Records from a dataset
********************

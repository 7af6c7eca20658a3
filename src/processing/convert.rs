//! Column type conversion for [`crate::types::Table`].
//!
//! Conversion is element-wise tolerant: a cell that cannot be read as the target type becomes
//! [`Value::Null`] and the rest of the column is still converted. Only a missing column or an
//! unknown target aborts, and both are checked before anything is written.

use std::fmt;
use std::str::FromStr;

use log::{debug, info};

use crate::error::{CleanerError, CleanerResult};
use crate::types::{DataType, Table, Value};

use super::parse::{datetime_from_epoch_nanos, epoch_nanos, parse_datetime, parse_number, Number};

/// Logical type a column can be converted to.
#[derive(Debug, Clone, Copy, PartialEq, Eq)]
pub enum ConvertTarget {
    /// Nullable 64-bit integer. Non-integral numbers are truncated toward zero.
    Int,
    /// 64-bit float.
    Float,
    /// Timestamp parsed permissively.
    Datetime,
    /// Text. Nulls stay null.
    String,
}

impl ConvertTarget {
    /// All targets, in the order a column-type picker would list them.
    pub const ALL: [ConvertTarget; 4] = [
        ConvertTarget::String,
        ConvertTarget::Int,
        ConvertTarget::Float,
        ConvertTarget::Datetime,
    ];

    /// Column type produced by this target.
    pub fn data_type(self) -> DataType {
        match self {
            ConvertTarget::Int => DataType::Int64,
            ConvertTarget::Float => DataType::Float64,
            ConvertTarget::Datetime => DataType::Timestamp,
            ConvertTarget::String => DataType::Utf8,
        }
    }

    /// Name accepted by [`FromStr`].
    pub fn as_str(self) -> &'static str {
        match self {
            ConvertTarget::Int => "int",
            ConvertTarget::Float => "float",
            ConvertTarget::Datetime => "datetime",
            ConvertTarget::String => "string",
        }
    }

    /// Convert one value. Values that cannot be read as the target become [`Value::Null`].
    pub fn convert_value(self, value: &Value) -> Value {
        match self {
            ConvertTarget::Int => to_int(value),
            ConvertTarget::Float => to_float(value),
            ConvertTarget::Datetime => to_datetime(value),
            ConvertTarget::String => match value.to_text() {
                Some(text) => Value::Utf8(text),
                None => Value::Null,
            },
        }
    }
}

impl fmt::Display for ConvertTarget {
    fn fmt(&self, f: &mut fmt::Formatter<'_>) -> fmt::Result {
        f.write_str(self.as_str())
    }
}

impl FromStr for ConvertTarget {
    type Err = CleanerError;

    fn from_str(s: &str) -> Result<Self, Self::Err> {
        match s.trim() {
            "int" => Ok(ConvertTarget::Int),
            "float" => Ok(ConvertTarget::Float),
            "datetime" => Ok(ConvertTarget::Datetime),
            "string" => Ok(ConvertTarget::String),
            other => Err(CleanerError::UnknownTargetType {
                target: other.to_string(),
            }),
        }
    }
}

/// Convert `column` of `table` to `target` in place.
///
/// Row order and count are preserved and other columns are untouched.
///
/// ```
/// use data_cleaner::processing::{convert_column, ConvertTarget};
/// use data_cleaner::types::{DataType, Field, Schema, Table, Value};
///
/// let mut table = Table::new(
///     Schema::new(vec![Field::new("age", DataType::Utf8)]),
///     vec![
///         vec![Value::Utf8("3".into())],
///         vec![Value::Utf8("4.9".into())],
///         vec![Value::Utf8("x".into())],
///         vec![Value::Null],
///     ],
/// );
/// convert_column(&mut table, "age", ConvertTarget::Int).unwrap();
/// assert_eq!(
///     table.column("age").unwrap(),
///     vec![&Value::Int64(3), &Value::Int64(4), &Value::Null, &Value::Null]
/// );
/// ```
pub fn convert_column(table: &mut Table, column: &str, target: ConvertTarget) -> CleanerResult<()> {
    let idx = table
        .schema
        .index_of(column)
        .ok_or_else(|| CleanerError::ColumnNotFound {
            column: column.to_string(),
        })?;

    let mut coerced = 0usize;
    table.map_column(idx, target.data_type(), |value| {
        let out = target.convert_value(value);
        if out.is_null() && !value.is_null() {
            coerced += 1;
        }
        out
    });

    info!(
        "converted column '{column}' to {target} ({} row(s))",
        table.row_count()
    );
    if coerced > 0 {
        debug!("{coerced} value(s) in '{column}' could not be read as {target} and became null");
    }
    Ok(())
}

/// Convert using a target given by name (`int`, `float`, `datetime`, `string`).
///
/// The column is looked up first, then the target; neither failure modifies the table.
pub fn convert_column_named(table: &mut Table, column: &str, target: &str) -> CleanerResult<()> {
    if table.schema.index_of(column).is_none() {
        return Err(CleanerError::ColumnNotFound {
            column: column.to_string(),
        });
    }
    let target: ConvertTarget = target.parse()?;
    convert_column(table, column, target)
}

fn to_number(value: &Value) -> Option<Number> {
    match value {
        Value::Null => None,
        Value::Int64(i) => Some(Number::Int(*i)),
        Value::Float64(f) => Some(Number::Float(*f)),
        Value::Bool(b) => Some(Number::Int(i64::from(*b))),
        Value::Utf8(s) => parse_number(s),
        Value::Timestamp(ts) => epoch_nanos(ts).map(Number::Int),
    }
}

fn to_int(value: &Value) -> Value {
    to_number(value)
        .and_then(Number::to_i64)
        .map(Value::Int64)
        .unwrap_or(Value::Null)
}

fn to_float(value: &Value) -> Value {
    to_number(value)
        .and_then(Number::to_f64)
        .map(Value::Float64)
        .unwrap_or(Value::Null)
}

fn to_datetime(value: &Value) -> Value {
    let parsed = match value {
        Value::Timestamp(ts) => Some(*ts),
        Value::Utf8(s) => parse_datetime(s),
        Value::Int64(i) => Some(datetime_from_epoch_nanos(*i)),
        Value::Float64(f) => Number::Float(*f).to_i64().map(datetime_from_epoch_nanos),
        Value::Bool(_) | Value::Null => None,
    };
    parsed.map(Value::Timestamp).unwrap_or(Value::Null)
}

********************

■ **Your goal**
Where a line in the records above contains the string "coerced", copy that line.

■ **Response box**
    let mut coerced = 0usize;
            coerced += 1;
    if coerced > 0 {
        debug!("{coerced} value(s) in '{column}' could not be read as {target} and became null");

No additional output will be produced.